From the Israeli perspective, this relationship was strategic. The periphery doctrine put in place by David Ben Gurion dictated that Israel’s security was best achieved by creating alliances with the non-Arab states in the region’s periphery to balance the Arab states in Israel’s vicinity. Iran was the most important periphery power, due to its strength and its coveted energy resources.
 
For the Shah of Iran, however, the relationship was at best a marriage of convenience. An alliance with Israel was needed to balance the Arabs, but only until Iran was strong enough to befriend the Arabs from a position of strength. "If Iran becomes strong enough to be able to deal with the situation [in the region] all by itself, and its relationship with the United States becomes so solidified so that you won’t need [Israel], then strategically the direction was to gravitate to the Arabs," Gholam-Reza Afkhami, a former advisor to the Shah, told me in 2004.
 
In spite of the different value that Iran and Israel ascribed to their relationship, geopolitical factors ensured that it was kept in tact -- even after the Islamic fundamentalists took power in Iran through the 1979 revolution.
 
Goldberg’s lengthy essay fails to recognize that throughout the 1980s, in spite of the Iranian government’s venomous rhetoric against Israel and its anti-Israeli ideology, the Jewish state sought to retain relations with Iran and actively aided Iran in the Iraq-Iran war. Only three days after Iraqi troops entered Iranian territory, Israeli Foreign Minister Moshe Dayan interrupted a private visit to Vienna to hold a press conference to urge the United States -- in the middle of the hostage crisis -- to forget the past and help Iran keep up its defenses.
 
From Israel’s perspective, an Iraqi victory would have been disastrous due to the boost it would give the Arab bloc against Israel. By aiding Iran, Israel hoped to prove to the new rulers in Iran the strategic utility of continuing the Iranian-Israeli security collaboration.
 
Key to this was convincing Washington to engage with Iran.
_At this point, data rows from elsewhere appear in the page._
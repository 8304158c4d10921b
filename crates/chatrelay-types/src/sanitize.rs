//! Sanitization result types.
//!
//! Pure values produced by the input sanitizer; never persisted.

use serde::{Deserialize, Serialize};

use std::fmt;

/// Why the sanitizer rejected an input.
///
/// A closed set so callers can branch on categories instead of matching
/// reason strings. `description()` is the human-readable rejection reason
/// sent back to the client.
#[derive(Debug, Clone, Copy, PartialEq, Eq, Serialize, Deserialize)]
#[serde(rename_all = "snake_case")]
pub enum RejectReason {
    /// Empty after trimming.
    Empty,
    /// Exceeded the configured maximum length (text was truncated).
    TooLong,
    /// Referenced a filesystem or security-sensitive path.
    SensitivePath,
    /// A line started with a shell command.
    ShellCommand,
    /// Contained a process-execution call pattern.
    ProcessExecution,
    /// Contained a known shell-exploit payload idiom.
    ExploitPayload,
    /// Contained shellcode-like byte escape sequences.
    ShellcodePattern,
    /// Attempted to override system instructions.
    PromptInjection,
}

impl RejectReason {
    /// Human-readable rejection reason for the client-facing error message.
    pub fn description(self) -> &'static str {
        match self {
            RejectReason::Empty => "message is empty",
            RejectReason::TooLong => "message exceeds the maximum allowed length",
            RejectReason::SensitivePath => "message references a restricted system path",
            RejectReason::ShellCommand => "message contains a shell command",
            RejectReason::ProcessExecution => "message contains a process execution call",
            RejectReason::ExploitPayload => "message contains a disallowed shell pattern",
            RejectReason::ShellcodePattern => "message contains binary escape sequences",
            RejectReason::PromptInjection => "message attempts to override system instructions",
        }
    }
}

impl fmt::Display for RejectReason {
    fn fmt(&self, f: &mut fmt::Formatter<'_>) -> fmt::Result {
        f.write_str(self.description())
    }
}

/// Outcome of sanitizing one raw user input.
///
/// On rejection, `text` still carries the original (unmodified, except for
/// oversize truncation) input for audit logging -- it must never be
/// forwarded to the generation backend.
#[derive(Debug, Clone)]
pub struct SanitizationResult {
    /// Cleaned text when valid; audit copy of the input when not.
    pub text: String,
    pub valid: bool,
    pub reason: Option<RejectReason>,
}

impl SanitizationResult {
    pub fn accepted(text: String) -> Self {
        Self {
            text,
            valid: true,
            reason: None,
        }
    }

    pub fn rejected(text: String, reason: RejectReason) -> Self {
        Self {
            text,
            valid: false,
            reason: Some(reason),
        }
    }
}
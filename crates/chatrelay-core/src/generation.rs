//! Generation backend port.

use chatrelay_types::generation::{GenerationChunk, GenerationError, GenerationRequest};
use futures_util::Stream;

use std::pin::Pin;

/// Pull-based stream of generation chunks.
///
/// Consumers drain it at their own pace; an unread chunk exerts
/// backpressure on the producer instead of piling up in a queue. The first
/// `Err` item is terminal: implementations stop yielding after it.
pub type ChunkStream = Pin<Box<dyn Stream<Item = Result<GenerationChunk, GenerationError>> + Send + 'static>>;

/// Streaming text-generation backend.
///
/// The HTTP client in `chatrelay-infra` is the production implementation.
/// Errors surface through the closed [`GenerationError`] taxonomy, already
/// classified; callers never inspect message text.
pub trait GenerationBackend: Send + Sync {
    /// Short identifier for logs.
    fn name(&self) -> &str;

    /// Single-shot generation returning the full completion at once.
    fn generate(
        &self,
        request: GenerationRequest,
    ) -> impl Future<Output = Result<String, GenerationError>> + Send;

    /// Streaming generation.
    ///
    /// Establishment failures (connect, discovery, handshake) are returned
    /// as the outer `Err`; failures after the stream is established arrive
    /// as an `Err` item within the stream and are never retried.
    fn stream(
        &self,
        request: GenerationRequest,
    ) -> impl Future<Output = Result<ChunkStream, GenerationError>> + Send;
}
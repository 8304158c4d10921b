//! Session store port and the in-memory implementation.

mod memory;
mod store;

pub use memory::InMemorySessionStore;
pub use store::SessionStore;
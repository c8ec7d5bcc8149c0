//! Single-image point kernels.

use crate::execution::callback::{ColorPoint, Outcome, UnaryPoint};
use crate::kernels::registry::{Kernel, KernelMetadata, KernelRegistry};

/// Register point kernels.
pub fn register(registry: &mut KernelRegistry) {
    registry.register(
        KernelMetadata::builder("linear", "Linear")
            .description("Scale and offset every sample: v * scale + offset")
            .param("scale", "Multiplier")
            .param("offset", "Added after scaling")
            .build(),
        Kernel::unary_point(linear),
    );
    registry.register_with_check(
        KernelMetadata::builder("threshold", "Threshold")
            .description("Samples at or above the level become 1, the rest 0")
            .param("level", "Threshold level")
            .build(),
        Kernel::unary_point(threshold),
        |params| {
            if params[0].is_finite() {
                Ok(())
            } else {
                Err("level must be a finite number".to_string())
            }
        },
    );
    registry.register(
        KernelMetadata::builder("rgb_to_gray", "RGB to Gray")
            .description("Rec. 601 luma of the first three source planes")
            .build(),
        Kernel::unary_color(rgb_to_gray),
    );
}

pub fn linear(point: UnaryPoint<'_>) -> Outcome<f32> {
    Outcome::Value(point.src * point.params[0] + point.params[1])
}

pub fn threshold(point: UnaryPoint<'_>) -> Outcome<f32> {
    Outcome::Value(if point.src >= point.params[0] { 1.0 } else { 0.0 })
}

/// Declines pixels with fewer than three source planes.
pub fn rgb_to_gray(point: ColorPoint<'_>) -> Outcome<()> {
    match (point.src, point.dst.first_mut()) {
        ([r, g, b, ..], Some(gray)) => {
            *gray = 0.299 * r + 0.587 * g + 0.114 * b;
            Outcome::Value(())
        }
        _ => Outcome::Decline,
    }
}
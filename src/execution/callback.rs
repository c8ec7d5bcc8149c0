//! Callback vocabulary shared by every dispatcher operation.
//!
//! Callbacks receive one argument struct per call and answer with an
//! [`Outcome`]. The struct borrows the operation's parameters and, for vector
//! operations, the current pixel's values; nothing outlives the call.

/// What a callback produced for one pixel (or one plane of a pixel).
#[derive(Debug, Clone, Copy, PartialEq)]
pub enum Outcome<T> {
    /// Write this value.
    Value(T),
    /// Leave the destination untouched. Not an error.
    Decline,
    /// Stop the operation. The dispatcher returns `Ok(false)`, or a
    /// `CallbackAbort` error when configured to.
    Abort,
}

impl<T> Outcome<T> {
    pub fn is_value(&self) -> bool {
        matches!(self, Outcome::Value(_))
    }

    pub fn map<U>(self, f: impl FnOnce(T) -> U) -> Outcome<U> {
        match self {
            Outcome::Value(v) => Outcome::Value(f(v)),
            Outcome::Decline => Outcome::Decline,
            Outcome::Abort => Outcome::Abort,
        }
    }
}

impl<T> From<Option<T>> for Outcome<T> {
    fn from(value: Option<T>) -> Self {
        match value {
            Some(v) => Outcome::Value(v),
            None => Outcome::Decline,
        }
    }
}

/// Position of the sample being processed.
#[derive(Debug, Clone, Copy, PartialEq, Eq, Hash)]
pub struct PixelPos {
    pub x: usize,
    pub y: usize,
    pub plane: usize,
}

impl PixelPos {
    pub fn new(x: usize, y: usize, plane: usize) -> Self {
        Self { x, y, plane }
    }
}

/// Argument of a unary point callback: one source sample.
#[derive(Debug, Clone, Copy)]
pub struct UnaryPoint<'a> {
    pub src: f32,
    pub params: &'a [f32],
    pub pos: PixelPos,
}

/// Argument of a unary color callback: the whole source pixel.
///
/// `dst` starts out holding the destination pixel's current values; the
/// callback edits it in place and returns `Outcome::Value(())` to commit.
#[derive(Debug)]
pub struct ColorPoint<'a> {
    pub src: &'a [f32],
    pub dst: &'a mut [f32],
    pub params: &'a [f32],
    pub x: usize,
    pub y: usize,
}

/// Argument of a multi-image point callback: one sample per source image,
/// all at the same position and plane.
#[derive(Debug, Clone, Copy)]
pub struct MultiPoint<'a> {
    pub src: &'a [f32],
    pub params: &'a [f32],
    pub pos: PixelPos,
}

/// Argument of a multi-image color callback.
///
/// `src` holds every plane of every source image at `(x, y)`, image by image:
/// `src[i * src_depth + d]` is plane `d` of image `i`.
#[derive(Debug)]
pub struct MultiColorPoint<'a> {
    pub src: &'a [f32],
    pub src_depth: usize,
    pub dst: &'a mut [f32],
    pub params: &'a [f32],
    pub x: usize,
    pub y: usize,
}

impl MultiColorPoint<'_> {
    /// Planes of source image `index` at the current position.
    pub fn source(&self, index: usize) -> &[f32] {
        let start = index * self.src_depth;
        &self.src[start..start + self.src_depth]
    }

    pub fn source_count(&self) -> usize {
        if self.src_depth == 0 {
            0
        } else {
            self.src.len() / self.src_depth
        }
    }
}

/// Argument of a render callback: position only.
#[derive(Debug, Clone, Copy)]
pub struct RenderPoint<'a> {
    pub params: &'a [f32],
    pub pos: PixelPos,
}

/// Result of a conditional render callback.
#[derive(Debug, Clone, Copy, PartialEq)]
pub struct Conditional {
    pub value: f32,
    /// Write `value` only when set.
    pub apply: bool,
}

impl Conditional {
    pub fn apply(value: f32) -> Self {
        Self { value, apply: true }
    }

    pub fn skip() -> Self {
        Self {
            value: 0.0,
            apply: false,
        }
    }
}
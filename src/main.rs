//! Pixcore CLI
//!
//! This is a demonstration CLI for the pixcore library.

use anyhow::{anyhow, bail, Context, Result};
use pixcore::codec::format_for_path;
use pixcore::prelude::*;
use std::path::Path;

fn main() {
    env_logger::init();

    let args: Vec<String> = std::env::args().collect();
    let program = args.first().map(String::as_str).unwrap_or("pixcore");

    if args.len() < 2 {
        print_usage(program);
        return;
    }

    let result = match args[1].as_str() {
        "list" => {
            list_kernels();
            Ok(())
        }
        "info" => kernel_info(&args[2..]),
        "apply" => apply_kernel(&args[2..]),
        "histogram" => histogram(&args[2..]),
        "stats" => stats(&args[2..]),
        "compare" => compare(&args[2..]),
        "help" | "--help" | "-h" => {
            print_usage(program);
            Ok(())
        }
        other => {
            eprintln!("Unknown command: {}", other);
            print_usage(program);
            Ok(())
        }
    };

    if let Err(err) = result {
        eprintln!("Error: {:#}", err);
        if let Some(fix) = err.downcast_ref::<ProcessError>().and_then(|e| e.suggested_fix()) {
            eprintln!("Hint: {}", fix);
        }
        std::process::exit(1);
    }
}

fn print_usage(program: &str) {
    println!("pixcore v{}", pixcore::VERSION);
    println!();
    println!("Usage: {} <command> [options]", program);
    println!();
    println!("Commands:");
    println!("  list                              List all available kernels");
    println!("  info <kernel> [--json]            Show detailed info about a kernel");
    println!("  apply <kernel> <out> [inputs...] [options]  Run a kernel and save the result");
    println!("  histogram <image> [plane] [--cumulative]   Print the non-empty histogram bins");
    println!("  stats <image> [--json]            Per-plane statistics");
    println!("  compare <a> <b>                   RMS error and SNR of two images");
    println!("  help                              Show this help message");
    println!();
    println!("Apply options:");
    println!("  --params <a,b,...>   Kernel parameters");
    println!("  --size <WxH>         Output size for render kernels without inputs");
    println!("  --color <space>      Output color space (gray, rgb)");
    println!("  --config <file>      Dispatcher options (TOML)");
}

fn list_kernels() {
    let registry = KernelRegistry::with_builtins();

    println!("Available kernels ({} total):", registry.len());
    println!();

    for signature in registry.signatures() {
        println!("  {}", signature);
        for id in registry.kernels_by_signature(*signature) {
            if let Some(metadata) = registry.get_metadata(id) {
                println!("      {} - {}", metadata.id, metadata.description);
            }
        }
        println!();
    }
}

fn kernel_info(args: &[String]) -> Result<()> {
    let id = args.first().ok_or_else(|| anyhow!("please specify a kernel id"))?;
    let registry = KernelRegistry::with_builtins();
    let entry = registry
        .get_entry(id)
        .ok_or_else(|| anyhow!("kernel not found: {} (use 'list' to see available kernels)", id))?;

    if args.iter().any(|a| a == "--json") {
        println!("{}", serde_json::to_string_pretty(&entry.metadata)?);
        return Ok(());
    }

    let metadata = &entry.metadata;
    println!("Kernel: {}", metadata.name);
    println!("ID: {}", metadata.id);
    println!("Signature: {}", entry.signature());
    if !entry.signature().is_render() {
        println!(
            "Sources: {}..={}",
            metadata.sources.start(),
            metadata.sources.end()
        );
    }
    println!();
    println!("Description:");
    println!("  {}", metadata.description);

    if !metadata.params.is_empty() {
        println!();
        println!("Parameters:");
        for param in &metadata.params {
            println!("  {} - {}", param.name, param.description);
        }
    }
    Ok(())
}

fn apply_kernel(args: &[String]) -> Result<()> {
    if args.len() < 2 {
        bail!("usage: apply <kernel> <out> [inputs...] [--params a,b] [--size WxH] [--color gray|rgb] [--config file]");
    }
    let id = &args[0];
    let output = Path::new(&args[1]);

    let mut inputs = Vec::new();
    let mut params = Vec::new();
    let mut size: Option<(usize, usize)> = None;
    let mut color: Option<ColorSpace> = None;
    let mut options = DispatchOptions::default();

    let mut i = 2;
    while i < args.len() {
        match args[i].as_str() {
            "--params" if i + 1 < args.len() => {
                params = parse_params(&args[i + 1])?;
                i += 2;
            }
            "--size" if i + 1 < args.len() => {
                size = Some(parse_size(&args[i + 1])?);
                i += 2;
            }
            "--color" if i + 1 < args.len() => {
                color = Some(parse_color(&args[i + 1])?);
                i += 2;
            }
            "--config" if i + 1 < args.len() => {
                options = DispatchOptions::from_toml_file(&args[i + 1])
                    .with_context(|| format!("reading {}", args[i + 1]))?;
                i += 2;
            }
            flag if flag.starts_with("--") => bail!("unknown or incomplete option {}", flag),
            path => {
                inputs.push(load(Path::new(path))?);
                i += 1;
            }
        }
    }

    let mut dst = match (inputs.first(), size) {
        (Some(first), _) => {
            let color_space = color.unwrap_or(first.color_space());
            if color_space == first.color_space() {
                first.create_based()
            } else {
                ImageDescriptor::create(first.width(), first.height(), color_space, first.data_type())?
            }
        }
        (None, Some((width, height))) => {
            ImageDescriptor::create(width, height, color.unwrap_or(ColorSpace::Gray), DataType::Byte)?
        }
        (None, None) => bail!("render kernels need --size when no input is given"),
    };

    let registry = KernelRegistry::with_builtins();
    let dispatcher = Dispatcher::with_options(options);
    let sources: Vec<&ImageDescriptor> = inputs.iter().collect();
    let completed = registry
        .apply(&dispatcher, id, &sources, &mut dst, &params)
        .with_context(|| format!("applying kernel '{}'", id))?;
    if !completed {
        println!("Kernel '{}' stopped early; saving partial result", id);
    }

    save(&dst, output)?;
    println!("Saved {}", output.display());
    Ok(())
}

fn histogram(args: &[String]) -> Result<()> {
    let path = args.first().ok_or_else(|| anyhow!("please specify an image"))?;
    let plane = match args.get(1) {
        Some(p) if !p.starts_with("--") => p.parse().context("plane must be a number")?,
        _ => 0,
    };
    let cumulative = args.iter().any(|a| a == "--cumulative");

    let image = load(Path::new(path))?;
    let histogram = calc_histogram(&image, plane, cumulative)?;
    let offset = if image.data_type() == DataType::Short { 32768 } else { 0 };
    for (bin, count) in histogram.iter().enumerate().filter(|(_, count)| **count > 0) {
        println!("{:>6} {}", bin as i64 - offset, count);
    }
    Ok(())
}

fn stats(args: &[String]) -> Result<()> {
    let path = args.first().ok_or_else(|| anyhow!("please specify an image"))?;
    let image = load(Path::new(path))?;
    let stats = calc_image_statistics(&image)?;

    if args.iter().any(|a| a == "--json") {
        println!("{}", serde_json::to_string_pretty(&stats)?);
        return Ok(());
    }

    println!(
        "{}x{} {} {}{}",
        image.width(),
        image.height(),
        image.color_space(),
        image.data_type(),
        if image.has_alpha() { " + alpha" } else { "" }
    );
    for (plane, s) in stats.iter().enumerate() {
        println!(
            "plane {}: min {} max {} mean {:.3} stddev {:.3}",
            plane, s.min, s.max, s.mean, s.stddev
        );
    }
    if let Ok(colors) = count_colors(&image) {
        println!("colors: {}", colors);
    }
    Ok(())
}

fn compare(args: &[String]) -> Result<()> {
    if args.len() < 2 {
        bail!("usage: compare <a> <b>");
    }
    let a = load(Path::new(&args[0]))?;
    let b = load(Path::new(&args[1]))?;

    println!("rms error: {:.4}", calc_rms_error(&a, &b)?);
    println!("snr: {:.2} dB", calc_snr(&a, &b)?);
    Ok(())
}

fn load(path: &Path) -> Result<ImageDescriptor> {
    ImageIoCodec::new()
        .load(path)
        .with_context(|| format!("loading {}", path.display()))
}

fn save(image: &ImageDescriptor, path: &Path) -> Result<()> {
    let format = format_for_path(path)?;
    ImageIoCodec::new()
        .save(image, path, format)
        .with_context(|| format!("saving {}", path.display()))
}

fn parse_params(text: &str) -> Result<Vec<f32>> {
    text.split(',')
        .map(|p| {
            p.trim()
                .parse::<f32>()
                .with_context(|| format!("invalid parameter '{}'", p))
        })
        .collect()
}

fn parse_size(text: &str) -> Result<(usize, usize)> {
    let (w, h) = text
        .split_once('x')
        .ok_or_else(|| anyhow!("size must look like 640x480"))?;
    Ok((w.parse()?, h.parse()?))
}

fn parse_color(text: &str) -> Result<ColorSpace> {
    match text.to_ascii_lowercase().as_str() {
        "gray" => Ok(ColorSpace::Gray),
        "rgb" => Ok(ColorSpace::Rgb),
        "binary" => Ok(ColorSpace::Binary),
        other => bail!("unsupported output color space '{}'", other),
    }
}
This desire eventually climaxed in the Iran-Contra scandal -- an Israeli initiative led by Shimon Peres and Yitzhak Rabin aimed at bringing the U.S. and Israel into a "broader strategic relationship with Iran." American neoconservatives at the time aided the Israeli effort to lobby the U.S. to talk to Iran, to sell arms to Iran, and to ignore Iran’s venomous rhetoric against the Jewish state.
 
In 1982, Ariel Sharon (then Israel’s defense minister) proudly announced on NBC that Israel would continue to sell arms to Iran -- in spite of an American ban on such sales. This occurred while Iran routinely introduced resolutions to expel Israel from the United Nations -- to which the Israelis responded by selling more arms to the Khomeini regime.
 
With the end of the Cold War came the end of Israeli overtures to Iran. The defeat of Iraq in 1991 and the collapse of the Soviet Union eliminated the two common threats that had formed the basis for any Israeli-Iranian collaboration. Though this improved the security environments of both Iran and Israel, it also left both states unchecked. Without Iraq balancing Iran, Tehran could now become a threat, Israeli strategists began to argue. Combined with efforts to define a new order for the region, Iran and Israel were thrown into a strategic rivalry that has continued and intensified till today.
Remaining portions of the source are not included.